Concept Graph & Resume using Claude 3 Opus | Chat GPT4 | Gemini Adv | Llama 3:
Resume:
1.-Equity means meeting people where they are and providing solutions based on their different individual needs, not just equality.
2.-Two key projects: AIM AHEAD to increase diversity in AI for health, and Racial Data Tracker to highlight structural racism.
3.-Racial Data Tracker collects and disseminates data on racial disparities across topics to inform advocacy and policymaking. Launches this month.
4.-A person's neighborhood is a major determinant of their life expectancy. Wealth and race/ethnicity also intersect with neighborhood.
5.-Social determinants of health (conditions of birth, living, work) impact health more than clinical care. Includes socioeconomic and environmental factors.
6.-Life expectancy varies significantly by race in the US. Males have lower life expectancy than females across racial groups.
7.-Historically racist policies like 1930s redlining of neighborhoods continue to impact health disparities and segregation in those areas today.
8.-Machine learning analysis of satellite imagery can accurately estimate neighborhood-level obesity rates, outperforming other data like points of interest.
9.-New analysis looked at 164M street view images to quantify racial disparities in built environment and impact on health.
10.-Classified neighborhoods by racial majority and matched to 1930s redlining maps. Data covered 59K neighborhoods in many US cities.
11.-Focused analysis on built environment features known or potentially related to health like green space, housing, sidewalks, crosswalks, etc.
12.-Found strong lingering association between 1930s neighborhood classifications and modern racial composition, suggesting lasting impact of discriminatory policies.
13.-Most significant finding was poor quality/multi-family housing strongly mediated disparities in sleep and asthma. Housing is critical for health.
14.-Goal is to measure and highlight inequities so they can inform policy changes. Without measurement, disparities are ignored.
15.-Wealth and economic factors do intersect with housing and health, but discriminatory policies have also independently shaped neighborhood environments.
16.-Team is considering how to analyze potential future impacts of current policies, such as those implemented during COVID-19 pandemic response.
17.-Change over time is evident in some areas getting worse, others better depending on targeted interventions. Racial Data Tracker will show trends.
18.-Bias in data used to understand these issues is a real concern that has to be carefully considered and mitigated.
19.-Complex intersectional factors require targeted, community-engaged interventions, not one-size-fits-all policies. But some social determinants of health are consistent globally.
20.-Research itself can influence behavior and outcomes, so potential societal impacts need to be considered in study design and data sharing.
21.-Quantifying and visualizing disparities, even if already generally known, is important for motivating policymakers to make changes over time.
22.-Collaborated directly with public health practitioners on past projects to influence disease surveillance. Racial Data Tracker builds on COVID tracking.

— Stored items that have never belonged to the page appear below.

//! Co-simulation instance: step loop operations and the step-pending bookkeeping.

use std::ffi::CStr;
use std::sync::{Arc, OnceLock};

use fmu_sys::fmi2 as binding;

use crate::functions::CoSimFunctions;
use crate::status::{Fmi2Error, Fmi2Res, Fmi2Status};
use crate::FmuKind;

use super::{transition_plan, FmuMode, FmuObject};

const MAX_DERIV_ORDER: usize = 10;
const MAX_IO: usize = 1000;

/// The input/output-derivative calls need an order array whose entries are all the same, so one
/// fixed block per order is built once for the whole process and shared read-only.
fn deriv_order_block(order: usize) -> &'static [binding::fmi2Integer] {
    static BLOCKS: OnceLock<Vec<[binding::fmi2Integer; MAX_IO]>> = OnceLock::new();
    let blocks = BLOCKS.get_or_init(|| {
        (0..=MAX_DERIV_ORDER)
            .map(|order| [order as binding::fmi2Integer; MAX_IO])
            .collect()
    });
    &blocks[order.min(MAX_DERIV_ORDER)]
}

/// A single co-simulation FMU instance.
pub struct CoSimInstance {
    obj: FmuObject,
    cs: Arc<CoSimFunctions>,
    step_pending: bool,
}

impl CoSimInstance {
    pub(crate) fn new(obj: FmuObject, cs: Arc<CoSimFunctions>) -> Self {
        Self {
            obj,
            cs,
            step_pending: false,
        }
    }

    /// Request a mode transition. Continuous-time and event requests are coerced to step mode;
    /// co-simulation instances have only the one running mode.
    pub fn set_mode(&mut self, mode: FmuMode) -> Result<(), Fmi2Error> {
        let plan = transition_plan(
            self.obj.current_mode(),
            mode,
            FmuKind::CoSimulation,
            false,
        );
        match plan {
            Ok((target, steps)) => self.obj.run_plan(target, &steps, |_, _| None),
            Err(err) => {
                if mode == FmuMode::Error {
                    self.obj.set_error_mode();
                }
                Err(err)
            }
        }
    }

    /// Push `order`-tagged input derivatives for the active input set.
    pub fn set_input_derivatives(&mut self, order: usize, didt: &[f64]) -> Result<(), Fmi2Error> {
        let inputs = self.obj.active_inputs();
        assert_eq!(inputs.len(), didt.len());
        let ret = unsafe {
            (self.cs.set_real_input_derivatives)(
                self.obj.component(),
                inputs.value_refs().as_ptr(),
                inputs.len(),
                deriv_order_block(order).as_ptr(),
                didt.as_ptr(),
            )
        };
        self.obj.handle_status(ret).map(|_| ())
    }

    /// Pull `order`-tagged output derivatives for the active output set.
    pub fn get_output_derivatives(&self, order: usize, dodt: &mut [f64]) -> Result<(), Fmi2Error> {
        let outputs = self.obj.active_outputs();
        assert_eq!(outputs.len(), dodt.len());
        let ret = unsafe {
            (self.cs.get_real_output_derivatives)(
                self.obj.component(),
                outputs.value_refs().as_ptr(),
                outputs.len(),
                deriv_order_block(order).as_ptr(),
                dodt.as_mut_ptr(),
            )
        };
        self.obj.handle_status(ret).map(|_| ())
    }

    /// Advance one communication step. A `Pending` return records the asynchronous step on the
    /// instance instead of raising.
    pub fn do_step(
        &mut self,
        current_communication_point: f64,
        communication_step_size: f64,
        no_set_fmu_state_prior_to_current_point: bool,
    ) -> Result<(), Fmi2Error> {
        let ret = unsafe {
            (self.cs.do_step)(
                self.obj.component(),
                current_communication_point,
                communication_step_size,
                no_set_fmu_state_prior_to_current_point as binding::fmi2Boolean,
            )
        };
        if ret == binding::fmi2Status_fmi2Pending {
            self.step_pending = true;
            return Ok(());
        }
        self.obj.handle_status(ret)?;
        self.step_pending = false;
        Ok(())
    }

    /// Cancel a pending asynchronous step.
    pub fn cancel_step(&mut self) -> Result<(), Fmi2Error> {
        let ret = unsafe { (self.cs.cancel_step)(self.obj.component()) };
        self.obj.handle_status(ret).map(|_| ())
    }

    /// End time of the last successfully completed communication step.
    pub fn last_step_time(&self) -> Result<f64, Fmi2Error> {
        let mut last_time = 0.0;
        let ret = unsafe {
            (self.cs.get_real_status)(
                self.obj.component(),
                binding::fmi2StatusKind_fmi2LastSuccessfulTime,
                &mut last_time,
            )
        };
        self.obj.handle_status(ret)?;
        Ok(last_time)
    }

    /// Whether the most recent do-step is still pending; refreshes the flag from the FMU.
    pub fn is_pending(&mut self) -> Result<bool, Fmi2Error> {
        if !self.step_pending {
            return Ok(false);
        }
        let mut status = binding::fmi2Status_fmi2OK;
        let ret = unsafe {
            (self.cs.get_status)(
                self.obj.component(),
                binding::fmi2StatusKind_fmi2DoStepStatus,
                &mut status,
            )
        };
        self.obj.handle_status(ret)?;
        if Fmi2Status(status).ok() == Ok(Fmi2Res::Pending) {
            return Ok(true);
        }
        self.step_pending = false;
        Ok(false)
    }

    /// Status string of a pending asynchronous step; empty when no step is pending.
    pub fn status(&self) -> Result<String, Fmi2Error> {
        if !self.step_pending {
            return Ok(String::new());
        }
        let mut ptr: binding::fmi2String = std::ptr::null();
        let ret = unsafe {
            (self.cs.get_string_status)(
                self.obj.component(),
                binding::fmi2StatusKind_fmi2PendingStatus,
                &mut ptr,
            )
        };
        self.obj.handle_status(ret)?;
        if ptr.is_null() {
            return Ok(String::new());
        }
        Ok(unsafe { CStr::from_ptr(ptr) }
            .to_string_lossy()
            .into_owned())
    }

    /// Whether the slave wants to terminate the simulation.
    pub fn terminated_by_slave(&self) -> Result<bool, Fmi2Error> {
        let mut value: binding::fmi2Boolean = 0;
        let ret = unsafe {
            (self.cs.get_boolean_status)(
                self.obj.component(),
                binding::fmi2StatusKind_fmi2Terminated,
                &mut value,
            )
        };
        self.obj.handle_status(ret)?;
        Ok(value != 0)
    }

    pub fn step_pending(&self) -> bool {
        self.step_pending
    }
}

impl std::ops::Deref for CoSimInstance {
    type Target = FmuObject;

    fn deref(&self) -> &Self::Target {
        &self.obj
    }
}

impl std::ops::DerefMut for CoSimInstance {
    fn deref_mut(&mut self) -> &mut Self::Target {
        &mut self.obj
    }
}

impl std::fmt::Debug for CoSimInstance {
    fn fmt(&self, f: &mut std::fmt::Formatter) -> std::fmt::Result {
        write!(f, "CoSimInstance {{{:?}, pending: {}}}", self.obj, self.step_pending)
    }
}

#[cfg(test)]
mod tests {
    use super::*;

    #[test]
    fn test_deriv_order_block() {
        for order in 0..=MAX_DERIV_ORDER {
            let block = deriv_order_block(order);
            assert_eq!(block.len(), MAX_IO);
            assert!(block.iter().all(|v| *v == order as binding::fmi2Integer));
        }
        // out-of-range orders clamp to the last block
        assert_eq!(deriv_order_block(99)[0], MAX_DERIV_ORDER as binding::fmi2Integer);
    }
}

23.-Beyond proving disparities exist, research should provide guidance on potential policy solutions in accessible ways to enable advocacy.
24.-Changing built environment, like adding green space, is an example of a policy solution the research could point to.
25.-Need to study other countries in their specific policy contexts; impacts likely vary and results shouldn't be overgeneralized.
26.-Examining policies with positive vs negative disparity outcomes could suggest how to design better corrective policies for the future.
27.-The 1930s redlining classifications were highly problematic and discriminatory; we should not return to such labels today.
28.-Less segregated neighborhoods tend to have better socioeconomic and health outcomes overall. Reversing impacts of racist policies is needed.
29.-Racial disparities in home ownership, loans, and appraisals persist today in cities like Boston as a legacy of historical discrimination.
30.-BMI as a metric for obesity can be problematic across diverse populations; an acknowledged limitation in some of the analyses presented.